■ **Problem statement**:
Below are entries. Copy exactly the lines running from the line that holds "filename src/core/explain/response.rs" to the line that holds "Wire code of", with both ends included.

■ **Information shown**:
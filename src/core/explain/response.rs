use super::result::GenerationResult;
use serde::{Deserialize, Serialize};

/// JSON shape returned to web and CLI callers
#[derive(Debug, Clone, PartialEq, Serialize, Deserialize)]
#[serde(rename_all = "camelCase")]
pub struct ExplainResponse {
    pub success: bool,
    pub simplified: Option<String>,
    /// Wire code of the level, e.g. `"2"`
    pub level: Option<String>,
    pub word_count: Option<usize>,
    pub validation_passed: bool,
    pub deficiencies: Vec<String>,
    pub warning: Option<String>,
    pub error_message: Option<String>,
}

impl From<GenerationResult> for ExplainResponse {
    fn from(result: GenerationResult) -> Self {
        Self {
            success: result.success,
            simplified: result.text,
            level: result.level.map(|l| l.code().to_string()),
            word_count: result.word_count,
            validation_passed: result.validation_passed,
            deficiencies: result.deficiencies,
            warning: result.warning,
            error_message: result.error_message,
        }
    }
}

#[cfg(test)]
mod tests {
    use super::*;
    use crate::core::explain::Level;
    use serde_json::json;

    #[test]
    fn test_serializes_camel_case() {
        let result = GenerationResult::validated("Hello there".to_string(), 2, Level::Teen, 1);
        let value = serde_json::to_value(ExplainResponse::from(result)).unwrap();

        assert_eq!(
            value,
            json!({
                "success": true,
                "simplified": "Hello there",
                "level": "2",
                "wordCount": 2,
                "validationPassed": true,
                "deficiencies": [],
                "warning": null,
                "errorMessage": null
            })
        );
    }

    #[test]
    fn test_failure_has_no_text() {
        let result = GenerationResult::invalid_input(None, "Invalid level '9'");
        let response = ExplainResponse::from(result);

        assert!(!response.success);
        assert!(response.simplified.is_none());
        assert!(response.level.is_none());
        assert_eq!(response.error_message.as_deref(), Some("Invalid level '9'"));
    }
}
--
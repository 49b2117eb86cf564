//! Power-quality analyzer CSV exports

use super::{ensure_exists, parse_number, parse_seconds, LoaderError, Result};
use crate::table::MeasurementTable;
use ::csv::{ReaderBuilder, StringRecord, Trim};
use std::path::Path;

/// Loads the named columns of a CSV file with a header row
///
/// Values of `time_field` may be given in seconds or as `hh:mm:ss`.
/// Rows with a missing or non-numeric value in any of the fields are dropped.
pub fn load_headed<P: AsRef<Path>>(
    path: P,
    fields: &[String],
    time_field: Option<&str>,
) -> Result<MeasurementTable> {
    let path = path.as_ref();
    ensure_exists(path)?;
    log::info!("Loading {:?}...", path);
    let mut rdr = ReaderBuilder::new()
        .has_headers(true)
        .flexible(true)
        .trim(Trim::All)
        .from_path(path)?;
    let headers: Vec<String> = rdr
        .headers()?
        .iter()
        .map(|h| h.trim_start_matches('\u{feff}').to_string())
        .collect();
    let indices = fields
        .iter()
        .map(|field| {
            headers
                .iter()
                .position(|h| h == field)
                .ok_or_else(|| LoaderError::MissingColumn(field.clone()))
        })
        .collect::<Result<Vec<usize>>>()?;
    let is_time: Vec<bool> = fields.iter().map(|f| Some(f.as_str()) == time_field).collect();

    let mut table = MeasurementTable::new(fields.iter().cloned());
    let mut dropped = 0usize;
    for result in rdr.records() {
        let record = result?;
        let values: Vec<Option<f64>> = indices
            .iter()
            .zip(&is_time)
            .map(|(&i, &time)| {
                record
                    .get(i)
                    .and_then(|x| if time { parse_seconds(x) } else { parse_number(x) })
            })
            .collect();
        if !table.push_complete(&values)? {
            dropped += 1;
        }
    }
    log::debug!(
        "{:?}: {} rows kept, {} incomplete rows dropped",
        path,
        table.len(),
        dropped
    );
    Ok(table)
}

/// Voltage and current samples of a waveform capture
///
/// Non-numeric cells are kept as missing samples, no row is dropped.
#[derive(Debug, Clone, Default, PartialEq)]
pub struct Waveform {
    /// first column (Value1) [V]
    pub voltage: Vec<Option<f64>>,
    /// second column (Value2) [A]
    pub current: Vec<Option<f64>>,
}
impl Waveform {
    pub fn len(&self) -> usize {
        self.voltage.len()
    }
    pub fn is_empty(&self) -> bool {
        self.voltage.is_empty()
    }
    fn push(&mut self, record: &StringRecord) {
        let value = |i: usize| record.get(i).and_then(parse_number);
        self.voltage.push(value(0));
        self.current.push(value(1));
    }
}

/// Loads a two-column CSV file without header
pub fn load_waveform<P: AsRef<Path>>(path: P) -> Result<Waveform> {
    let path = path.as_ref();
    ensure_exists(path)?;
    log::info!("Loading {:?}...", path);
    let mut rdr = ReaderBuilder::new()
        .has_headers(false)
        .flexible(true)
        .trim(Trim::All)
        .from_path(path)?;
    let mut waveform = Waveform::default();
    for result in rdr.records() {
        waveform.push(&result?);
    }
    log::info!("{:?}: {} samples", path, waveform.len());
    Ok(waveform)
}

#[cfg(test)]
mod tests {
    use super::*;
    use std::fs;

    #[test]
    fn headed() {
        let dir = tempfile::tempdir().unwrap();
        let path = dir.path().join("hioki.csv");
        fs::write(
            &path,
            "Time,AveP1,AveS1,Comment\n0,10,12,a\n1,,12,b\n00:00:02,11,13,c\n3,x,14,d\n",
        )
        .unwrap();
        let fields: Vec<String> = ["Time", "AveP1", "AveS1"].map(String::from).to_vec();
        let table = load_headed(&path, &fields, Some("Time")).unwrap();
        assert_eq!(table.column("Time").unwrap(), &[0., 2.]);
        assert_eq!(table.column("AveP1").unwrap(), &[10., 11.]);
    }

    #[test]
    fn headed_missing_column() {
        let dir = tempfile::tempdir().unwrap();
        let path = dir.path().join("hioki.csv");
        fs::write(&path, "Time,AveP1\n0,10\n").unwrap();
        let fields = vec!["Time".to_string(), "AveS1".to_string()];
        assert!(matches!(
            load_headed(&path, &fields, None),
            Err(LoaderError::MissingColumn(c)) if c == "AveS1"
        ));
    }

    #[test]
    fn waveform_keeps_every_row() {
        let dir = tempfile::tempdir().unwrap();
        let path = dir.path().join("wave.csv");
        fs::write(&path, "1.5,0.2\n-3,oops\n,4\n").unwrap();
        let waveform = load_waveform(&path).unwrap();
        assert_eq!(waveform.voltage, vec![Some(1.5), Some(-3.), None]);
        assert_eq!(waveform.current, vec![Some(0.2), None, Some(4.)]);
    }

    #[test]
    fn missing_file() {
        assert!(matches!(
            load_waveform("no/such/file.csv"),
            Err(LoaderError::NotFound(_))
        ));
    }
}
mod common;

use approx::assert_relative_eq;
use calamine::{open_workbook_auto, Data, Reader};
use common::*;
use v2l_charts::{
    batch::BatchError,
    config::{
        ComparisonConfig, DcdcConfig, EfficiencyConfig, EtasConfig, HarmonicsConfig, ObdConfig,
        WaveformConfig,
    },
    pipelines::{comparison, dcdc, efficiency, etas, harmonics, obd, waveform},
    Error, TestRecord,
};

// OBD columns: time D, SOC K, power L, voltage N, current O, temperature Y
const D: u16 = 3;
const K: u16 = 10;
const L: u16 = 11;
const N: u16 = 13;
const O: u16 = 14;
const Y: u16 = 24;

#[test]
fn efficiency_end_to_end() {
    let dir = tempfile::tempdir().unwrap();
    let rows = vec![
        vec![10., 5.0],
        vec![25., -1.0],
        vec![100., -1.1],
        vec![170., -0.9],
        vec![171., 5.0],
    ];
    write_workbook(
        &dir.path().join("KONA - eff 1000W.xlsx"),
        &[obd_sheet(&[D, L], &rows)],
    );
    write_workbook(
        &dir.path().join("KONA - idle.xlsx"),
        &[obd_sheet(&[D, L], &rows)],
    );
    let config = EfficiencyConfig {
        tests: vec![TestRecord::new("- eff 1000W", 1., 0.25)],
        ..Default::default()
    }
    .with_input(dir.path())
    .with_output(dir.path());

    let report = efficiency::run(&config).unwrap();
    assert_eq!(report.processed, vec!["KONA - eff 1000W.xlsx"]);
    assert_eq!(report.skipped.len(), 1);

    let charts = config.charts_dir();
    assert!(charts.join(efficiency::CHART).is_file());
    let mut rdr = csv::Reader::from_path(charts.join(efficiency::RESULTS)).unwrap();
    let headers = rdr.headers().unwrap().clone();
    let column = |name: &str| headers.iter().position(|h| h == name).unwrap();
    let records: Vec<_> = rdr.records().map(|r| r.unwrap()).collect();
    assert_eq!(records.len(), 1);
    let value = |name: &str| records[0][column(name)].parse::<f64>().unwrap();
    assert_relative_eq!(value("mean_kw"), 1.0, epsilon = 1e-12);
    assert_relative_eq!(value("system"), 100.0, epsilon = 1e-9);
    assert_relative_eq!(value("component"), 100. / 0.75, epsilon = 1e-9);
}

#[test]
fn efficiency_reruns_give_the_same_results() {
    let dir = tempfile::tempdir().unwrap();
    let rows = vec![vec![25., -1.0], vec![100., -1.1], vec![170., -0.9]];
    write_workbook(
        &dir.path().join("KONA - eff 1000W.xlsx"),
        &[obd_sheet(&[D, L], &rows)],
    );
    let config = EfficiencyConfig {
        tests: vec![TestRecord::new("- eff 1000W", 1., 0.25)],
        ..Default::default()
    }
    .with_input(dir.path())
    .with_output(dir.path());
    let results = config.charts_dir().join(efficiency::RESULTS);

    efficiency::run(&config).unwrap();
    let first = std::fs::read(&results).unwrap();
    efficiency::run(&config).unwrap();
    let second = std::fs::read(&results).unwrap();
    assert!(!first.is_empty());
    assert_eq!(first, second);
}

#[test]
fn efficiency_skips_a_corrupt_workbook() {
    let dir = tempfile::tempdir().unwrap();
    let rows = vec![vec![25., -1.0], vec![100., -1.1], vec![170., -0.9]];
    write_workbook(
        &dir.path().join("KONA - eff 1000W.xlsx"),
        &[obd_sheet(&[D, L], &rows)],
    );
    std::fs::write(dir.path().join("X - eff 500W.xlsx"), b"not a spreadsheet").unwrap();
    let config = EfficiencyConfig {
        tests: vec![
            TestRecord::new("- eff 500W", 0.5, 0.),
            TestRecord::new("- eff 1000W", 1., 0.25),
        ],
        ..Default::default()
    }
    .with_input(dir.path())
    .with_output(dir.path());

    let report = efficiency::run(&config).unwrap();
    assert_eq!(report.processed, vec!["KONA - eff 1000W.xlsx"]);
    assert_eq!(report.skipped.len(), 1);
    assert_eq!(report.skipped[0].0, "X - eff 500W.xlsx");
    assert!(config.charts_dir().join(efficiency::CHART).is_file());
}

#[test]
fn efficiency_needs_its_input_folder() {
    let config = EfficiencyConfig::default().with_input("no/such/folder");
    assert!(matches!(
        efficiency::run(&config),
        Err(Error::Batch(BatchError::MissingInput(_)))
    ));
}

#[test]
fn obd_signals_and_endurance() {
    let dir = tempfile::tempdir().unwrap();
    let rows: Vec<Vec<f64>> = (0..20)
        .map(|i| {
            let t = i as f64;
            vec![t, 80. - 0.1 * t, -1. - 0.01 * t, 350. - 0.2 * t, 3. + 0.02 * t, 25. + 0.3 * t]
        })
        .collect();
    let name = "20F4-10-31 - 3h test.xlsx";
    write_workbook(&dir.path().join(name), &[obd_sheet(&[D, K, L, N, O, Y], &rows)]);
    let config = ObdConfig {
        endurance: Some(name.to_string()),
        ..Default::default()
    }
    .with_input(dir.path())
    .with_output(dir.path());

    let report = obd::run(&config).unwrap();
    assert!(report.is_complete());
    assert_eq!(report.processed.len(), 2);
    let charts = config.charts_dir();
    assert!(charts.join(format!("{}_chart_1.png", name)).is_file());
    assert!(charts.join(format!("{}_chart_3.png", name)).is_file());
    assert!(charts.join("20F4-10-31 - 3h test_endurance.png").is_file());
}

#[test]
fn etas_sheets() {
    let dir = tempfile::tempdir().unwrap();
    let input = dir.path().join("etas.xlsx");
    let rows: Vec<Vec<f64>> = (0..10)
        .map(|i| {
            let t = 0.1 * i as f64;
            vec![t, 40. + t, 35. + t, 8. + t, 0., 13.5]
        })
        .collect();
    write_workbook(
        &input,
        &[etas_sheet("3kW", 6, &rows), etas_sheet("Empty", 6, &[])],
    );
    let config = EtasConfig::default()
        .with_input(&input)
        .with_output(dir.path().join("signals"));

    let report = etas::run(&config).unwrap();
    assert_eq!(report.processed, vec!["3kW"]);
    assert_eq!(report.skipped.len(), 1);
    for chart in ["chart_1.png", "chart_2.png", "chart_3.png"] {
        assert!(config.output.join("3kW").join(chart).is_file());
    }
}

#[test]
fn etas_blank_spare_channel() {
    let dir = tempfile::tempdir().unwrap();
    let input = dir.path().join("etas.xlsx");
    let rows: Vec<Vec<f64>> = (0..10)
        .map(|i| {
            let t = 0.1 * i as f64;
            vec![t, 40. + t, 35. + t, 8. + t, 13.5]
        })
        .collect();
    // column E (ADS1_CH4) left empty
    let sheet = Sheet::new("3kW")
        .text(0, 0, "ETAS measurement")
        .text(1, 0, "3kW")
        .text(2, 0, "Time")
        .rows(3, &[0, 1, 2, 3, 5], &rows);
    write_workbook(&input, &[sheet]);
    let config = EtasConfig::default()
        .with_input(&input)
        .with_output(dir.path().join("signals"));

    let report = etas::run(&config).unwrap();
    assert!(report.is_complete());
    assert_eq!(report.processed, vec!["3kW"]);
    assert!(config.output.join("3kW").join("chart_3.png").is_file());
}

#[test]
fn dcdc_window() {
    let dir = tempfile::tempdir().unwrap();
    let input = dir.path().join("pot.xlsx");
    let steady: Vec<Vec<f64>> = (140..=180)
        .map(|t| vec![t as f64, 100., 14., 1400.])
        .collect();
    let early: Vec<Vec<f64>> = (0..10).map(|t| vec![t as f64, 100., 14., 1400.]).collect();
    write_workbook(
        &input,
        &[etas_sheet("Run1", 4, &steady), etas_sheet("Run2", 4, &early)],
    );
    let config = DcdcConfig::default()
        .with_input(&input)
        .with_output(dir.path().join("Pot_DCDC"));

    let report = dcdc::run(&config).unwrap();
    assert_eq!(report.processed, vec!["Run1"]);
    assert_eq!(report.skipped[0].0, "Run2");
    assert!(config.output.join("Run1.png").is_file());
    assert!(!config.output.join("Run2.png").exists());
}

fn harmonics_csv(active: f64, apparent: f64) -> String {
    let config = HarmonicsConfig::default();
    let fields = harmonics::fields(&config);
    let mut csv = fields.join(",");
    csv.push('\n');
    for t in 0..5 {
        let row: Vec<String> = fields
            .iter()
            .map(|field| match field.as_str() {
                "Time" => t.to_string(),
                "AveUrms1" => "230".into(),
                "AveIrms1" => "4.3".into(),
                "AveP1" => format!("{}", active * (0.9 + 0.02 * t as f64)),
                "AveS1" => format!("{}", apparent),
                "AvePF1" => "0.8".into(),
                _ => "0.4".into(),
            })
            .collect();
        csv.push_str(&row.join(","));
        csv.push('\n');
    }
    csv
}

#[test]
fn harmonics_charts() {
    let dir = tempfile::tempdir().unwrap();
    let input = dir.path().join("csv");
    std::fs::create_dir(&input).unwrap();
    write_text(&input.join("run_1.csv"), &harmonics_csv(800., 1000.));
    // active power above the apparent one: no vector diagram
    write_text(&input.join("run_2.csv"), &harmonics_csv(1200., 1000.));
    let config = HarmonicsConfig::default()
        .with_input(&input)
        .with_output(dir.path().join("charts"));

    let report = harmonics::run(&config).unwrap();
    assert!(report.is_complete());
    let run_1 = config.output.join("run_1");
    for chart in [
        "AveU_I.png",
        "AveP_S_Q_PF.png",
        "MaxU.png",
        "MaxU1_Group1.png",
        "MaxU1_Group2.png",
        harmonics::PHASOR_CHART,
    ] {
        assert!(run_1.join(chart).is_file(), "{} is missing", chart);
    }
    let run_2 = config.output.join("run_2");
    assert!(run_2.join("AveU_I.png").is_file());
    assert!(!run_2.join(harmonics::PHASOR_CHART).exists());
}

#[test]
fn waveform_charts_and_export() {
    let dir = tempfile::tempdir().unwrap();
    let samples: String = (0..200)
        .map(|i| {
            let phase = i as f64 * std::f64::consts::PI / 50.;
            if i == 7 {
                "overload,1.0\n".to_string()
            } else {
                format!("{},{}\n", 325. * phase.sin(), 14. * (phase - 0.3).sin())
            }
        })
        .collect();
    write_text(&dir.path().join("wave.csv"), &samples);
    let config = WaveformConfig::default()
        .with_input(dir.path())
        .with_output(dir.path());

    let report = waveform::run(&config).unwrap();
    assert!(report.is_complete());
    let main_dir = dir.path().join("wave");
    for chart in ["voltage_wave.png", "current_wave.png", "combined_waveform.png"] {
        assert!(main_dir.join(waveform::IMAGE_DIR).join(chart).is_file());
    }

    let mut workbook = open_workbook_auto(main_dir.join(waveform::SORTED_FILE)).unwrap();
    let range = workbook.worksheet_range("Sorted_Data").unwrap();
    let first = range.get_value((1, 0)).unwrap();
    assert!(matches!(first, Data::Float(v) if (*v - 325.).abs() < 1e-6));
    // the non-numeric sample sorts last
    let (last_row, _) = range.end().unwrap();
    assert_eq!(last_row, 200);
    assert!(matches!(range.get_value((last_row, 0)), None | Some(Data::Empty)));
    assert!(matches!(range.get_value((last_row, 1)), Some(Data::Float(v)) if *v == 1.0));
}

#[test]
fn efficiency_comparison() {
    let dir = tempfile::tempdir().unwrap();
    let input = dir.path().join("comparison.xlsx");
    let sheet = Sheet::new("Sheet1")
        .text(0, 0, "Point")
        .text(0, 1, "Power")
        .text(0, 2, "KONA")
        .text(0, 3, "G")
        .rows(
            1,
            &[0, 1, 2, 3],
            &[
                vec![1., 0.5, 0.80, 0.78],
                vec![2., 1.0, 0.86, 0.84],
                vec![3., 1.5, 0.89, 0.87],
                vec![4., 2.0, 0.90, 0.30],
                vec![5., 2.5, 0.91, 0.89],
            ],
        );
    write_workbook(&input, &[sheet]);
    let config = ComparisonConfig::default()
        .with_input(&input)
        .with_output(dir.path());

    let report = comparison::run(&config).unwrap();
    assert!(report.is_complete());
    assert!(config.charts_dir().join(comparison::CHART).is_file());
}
==
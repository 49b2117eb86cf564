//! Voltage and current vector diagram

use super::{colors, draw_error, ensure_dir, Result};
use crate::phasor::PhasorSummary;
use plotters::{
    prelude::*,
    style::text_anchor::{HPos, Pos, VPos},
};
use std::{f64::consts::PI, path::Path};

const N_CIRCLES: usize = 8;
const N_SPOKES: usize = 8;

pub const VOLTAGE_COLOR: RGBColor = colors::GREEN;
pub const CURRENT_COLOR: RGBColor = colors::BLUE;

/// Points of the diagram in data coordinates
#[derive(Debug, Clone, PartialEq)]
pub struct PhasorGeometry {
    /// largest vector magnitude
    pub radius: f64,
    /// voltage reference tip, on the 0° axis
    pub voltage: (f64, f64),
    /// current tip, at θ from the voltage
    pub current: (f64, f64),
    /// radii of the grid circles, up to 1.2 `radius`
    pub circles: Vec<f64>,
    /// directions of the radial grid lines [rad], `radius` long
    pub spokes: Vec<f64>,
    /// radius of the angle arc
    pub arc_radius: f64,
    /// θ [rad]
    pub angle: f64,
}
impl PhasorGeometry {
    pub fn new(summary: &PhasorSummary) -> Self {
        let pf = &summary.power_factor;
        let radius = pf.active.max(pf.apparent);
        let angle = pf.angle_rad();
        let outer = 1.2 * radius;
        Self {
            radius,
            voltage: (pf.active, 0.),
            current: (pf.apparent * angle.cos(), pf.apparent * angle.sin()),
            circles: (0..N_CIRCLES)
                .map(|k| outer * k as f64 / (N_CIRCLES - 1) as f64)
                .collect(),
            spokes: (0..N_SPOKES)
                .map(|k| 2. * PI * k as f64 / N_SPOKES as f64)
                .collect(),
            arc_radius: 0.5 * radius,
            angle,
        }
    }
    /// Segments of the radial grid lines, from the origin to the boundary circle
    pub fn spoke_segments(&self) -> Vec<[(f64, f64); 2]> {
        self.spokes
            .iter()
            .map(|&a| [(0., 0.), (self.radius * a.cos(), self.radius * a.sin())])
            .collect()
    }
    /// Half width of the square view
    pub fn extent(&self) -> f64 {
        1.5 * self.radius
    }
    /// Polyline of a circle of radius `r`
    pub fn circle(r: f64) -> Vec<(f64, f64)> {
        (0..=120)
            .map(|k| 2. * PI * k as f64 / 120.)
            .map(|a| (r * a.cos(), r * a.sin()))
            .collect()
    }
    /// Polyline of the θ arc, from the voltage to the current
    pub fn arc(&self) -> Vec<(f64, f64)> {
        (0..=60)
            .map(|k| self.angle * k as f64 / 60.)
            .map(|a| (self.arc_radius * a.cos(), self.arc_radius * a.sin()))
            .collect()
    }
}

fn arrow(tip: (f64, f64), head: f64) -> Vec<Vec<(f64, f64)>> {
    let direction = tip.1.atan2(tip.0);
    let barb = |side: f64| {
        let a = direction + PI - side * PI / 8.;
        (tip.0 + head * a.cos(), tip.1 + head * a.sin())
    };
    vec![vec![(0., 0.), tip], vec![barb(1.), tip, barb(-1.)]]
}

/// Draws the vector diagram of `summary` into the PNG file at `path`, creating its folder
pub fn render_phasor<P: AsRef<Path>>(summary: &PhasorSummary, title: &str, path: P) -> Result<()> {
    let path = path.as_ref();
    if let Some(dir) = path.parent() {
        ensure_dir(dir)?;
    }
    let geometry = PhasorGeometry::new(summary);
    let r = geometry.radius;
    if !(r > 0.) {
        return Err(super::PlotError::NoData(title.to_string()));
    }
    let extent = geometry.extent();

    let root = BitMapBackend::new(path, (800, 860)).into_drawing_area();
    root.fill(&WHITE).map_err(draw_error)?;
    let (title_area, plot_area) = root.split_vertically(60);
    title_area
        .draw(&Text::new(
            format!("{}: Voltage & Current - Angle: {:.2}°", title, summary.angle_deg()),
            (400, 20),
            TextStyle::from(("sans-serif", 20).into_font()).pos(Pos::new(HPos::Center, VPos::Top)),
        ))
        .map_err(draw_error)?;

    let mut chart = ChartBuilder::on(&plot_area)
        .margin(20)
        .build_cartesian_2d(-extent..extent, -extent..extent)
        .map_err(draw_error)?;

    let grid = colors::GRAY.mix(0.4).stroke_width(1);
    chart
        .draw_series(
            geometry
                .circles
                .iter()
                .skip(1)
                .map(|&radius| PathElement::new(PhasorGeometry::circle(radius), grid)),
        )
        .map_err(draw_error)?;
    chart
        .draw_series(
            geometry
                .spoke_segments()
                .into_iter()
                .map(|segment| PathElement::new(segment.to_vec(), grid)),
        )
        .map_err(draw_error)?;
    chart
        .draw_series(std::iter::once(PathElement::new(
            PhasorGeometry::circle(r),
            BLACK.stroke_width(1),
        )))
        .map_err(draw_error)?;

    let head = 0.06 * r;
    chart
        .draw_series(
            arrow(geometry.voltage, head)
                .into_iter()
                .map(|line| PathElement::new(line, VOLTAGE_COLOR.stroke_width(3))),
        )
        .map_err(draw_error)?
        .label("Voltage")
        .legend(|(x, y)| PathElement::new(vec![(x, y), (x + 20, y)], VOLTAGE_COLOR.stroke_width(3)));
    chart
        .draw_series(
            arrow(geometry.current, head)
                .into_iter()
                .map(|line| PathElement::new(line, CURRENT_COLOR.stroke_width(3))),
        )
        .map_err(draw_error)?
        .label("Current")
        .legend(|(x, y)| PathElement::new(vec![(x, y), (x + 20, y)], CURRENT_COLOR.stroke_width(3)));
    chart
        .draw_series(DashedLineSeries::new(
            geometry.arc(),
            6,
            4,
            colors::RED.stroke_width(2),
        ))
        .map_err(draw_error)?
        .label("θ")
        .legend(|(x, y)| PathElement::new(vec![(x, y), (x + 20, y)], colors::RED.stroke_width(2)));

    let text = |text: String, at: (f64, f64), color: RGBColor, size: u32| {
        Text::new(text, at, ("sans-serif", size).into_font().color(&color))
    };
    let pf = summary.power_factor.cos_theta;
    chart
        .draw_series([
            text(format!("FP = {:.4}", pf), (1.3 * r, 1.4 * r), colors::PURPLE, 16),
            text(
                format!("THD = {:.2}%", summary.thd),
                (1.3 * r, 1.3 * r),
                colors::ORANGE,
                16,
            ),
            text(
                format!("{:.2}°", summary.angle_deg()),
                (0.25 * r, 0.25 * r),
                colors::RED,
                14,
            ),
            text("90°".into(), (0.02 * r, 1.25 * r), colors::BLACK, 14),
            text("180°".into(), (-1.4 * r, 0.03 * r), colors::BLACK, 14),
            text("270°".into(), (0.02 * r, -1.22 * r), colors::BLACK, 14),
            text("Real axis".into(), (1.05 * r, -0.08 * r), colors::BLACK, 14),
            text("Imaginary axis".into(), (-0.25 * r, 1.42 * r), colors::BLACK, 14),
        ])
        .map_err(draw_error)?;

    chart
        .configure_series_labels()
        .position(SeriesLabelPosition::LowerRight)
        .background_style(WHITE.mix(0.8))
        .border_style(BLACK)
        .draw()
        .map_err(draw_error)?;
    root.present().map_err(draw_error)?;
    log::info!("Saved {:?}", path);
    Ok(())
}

■ **Solution for this task**:
filename src/core/explain/response.rs
use super::result::GenerationResult;
use serde::{Deserialize, Serialize};

/// JSON shape returned to web and CLI callers
#[derive(Debug, Clone, PartialEq, Serialize, Deserialize)]
#[serde(rename_all = "camelCase")]
pub struct ExplainResponse {
    pub success: bool,
    pub simplified: Option<String>,
    /// Wire code of the level, e.g. `"2"`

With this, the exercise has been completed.